#### EXERCISE
Your answer should be the records below, written out exactly.

[Saved data entries]
· · · · ·
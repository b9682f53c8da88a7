//! Leading words that frame a whole emote ("suddenly", "fail", ...).

use std::fmt;

/// A modifier placed before the emote.
#[derive(Copy, Clone, Debug, PartialEq, Eq, Hash)]
#[cfg_attr(feature = "serde", derive(serde::Serialize, serde::Deserialize))]
pub enum Modifier {
    /// "You suddenly smile."
    Suddenly,
    /// "You smile again."
    Again,
    /// "You try to smile, but fail miserably."
    Fail,
    /// "You pretend to smile."
    Pretend,
    /// "You don't smile."
    Dont,
    /// "You attempt to smile, without much success."
    Attempt,
    /// Expresses a feeling; renders like a plain emote.
    Feeling,
}

/// Which verb form the clauses are rendered in.
#[derive(Copy, Clone, Debug, PartialEq, Eq, Default)]
pub enum Form {
    /// "smiles"
    #[default]
    Finite,
    /// "to smile"
    Infinitive,
}

impl Modifier {
    /// Recognises a modifier word.
    #[must_use]
    pub fn from_word(word: &str) -> Option<Self> {
        match word {
            "suddenly" => Some(Self::Suddenly),
            "again" => Some(Self::Again),
            "fail" => Some(Self::Fail),
            "pretend" => Some(Self::Pretend),
            "dont" | "don't" => Some(Self::Dont),
            "attempt" => Some(Self::Attempt),
            "feeling" => Some(Self::Feeling),
            _ => None,
        }
    }

    /// The word as typed.
    #[must_use]
    pub const fn word(self) -> &'static str {
        match self {
            Self::Suddenly => "suddenly",
            Self::Again => "again",
            Self::Fail => "fail",
            Self::Pretend => "pretend",
            Self::Dont => "don't",
            Self::Attempt => "attempt",
            Self::Feeling => "feeling",
        }
    }

    /// The verb form clauses take under this modifier.
    ///
    /// Modifiers that say the action did not really happen take the
    /// infinitive.
    #[must_use]
    pub const fn form(self) -> Form {
        match self {
            Self::Fail | Self::Pretend | Self::Dont | Self::Attempt => Form::Infinitive,
            Self::Suddenly | Self::Again | Self::Feeling => Form::Finite,
        }
    }
}

impl fmt::Display for Modifier {
    fn fmt(&self, f: &mut fmt::Formatter<'_>) -> fmt::Result {
        f.write_str(self.word())
    }
}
· · · · ·
#### WRITTEN RESPONSE
repository b9682f53c8da88a7
//! Leading words that frame a whole emote ("suddenly", "fail", ...).

use std::fmt;

/// A modifier placed before the emote.
#[derive(Copy, Clone, Debug, PartialEq, Eq, Hash)]
#[cfg_attr(feature = "serde", derive(serde::Serialize, serde::Deserialize))]
pub enum Modifier {
    /// "You suddenly smile."
    Suddenly,
    /// "You smile again."
    Again,
    /// "You try to smile, but fail miserably."
    Fail,
    /// "You pretend to smile."
    Pretend,
    /// "You don't smile."
    Dont,
    /// "You attempt to smile, without much success."
    Attempt,
    /// Expresses a feeling; renders like a plain emote.
    Feeling,
}

/// Which verb form the clauses are rendered in.
#[derive(Copy, Clone, Debug, PartialEq, Eq, Default)]
pub enum Form {
    /// "smiles"
    #[default]
    Finite,
    /// "to smile"
    Infinitive,
}

impl Modifier {
    /// Recognises a modifier word.
    #[must_use]
    pub fn from_word(word: &str) -> Option<Self> {
        match word {
            "suddenly" => Some(Self::Suddenly),
            "again" => Some(Self::Again),
            "fail" => Some(Self::Fail),
            "pretend" => Some(Self::Pretend),
            "dont" | "don't" => Some(Self::Dont),
            "attempt" => Some(Self::Attempt),
            "feeling" => Some(Self::Feeling),
            _ => None,
        }
    }

    /// The word as typed.
    #[must_use]
    pub const fn word(self) -> &'static str {
        match self {
            Self::Suddenly => "suddenly",
            Self::Again => "again",
            Self::Fail => "fail",
            Self::Pretend => "pretend",
            Self::Dont => "don't",
            Self::Attempt => "attempt",
            Self::Feeling => "feeling",
        }
    }

    /// The verb form clauses take under this modifier.
    ///
    /// Modifiers that say the action did not really happen take the
    /// infinitive.
    #[must_use]
    pub const fn form(self) -> Form {
        match self {
            Self::Fail | Self::Pretend | Self::Dont | Self::Attempt => Form::Infinitive,
            Self::Suddenly | Self::Again | Self::Feeling => Form::Finite,
        }
    }
}

impl fmt::Display for Modifier {
    fn fmt(&self, f: &mut fmt::Formatter<'_>) -> fmt::Result {
        f.write_str(self.word())
    }
}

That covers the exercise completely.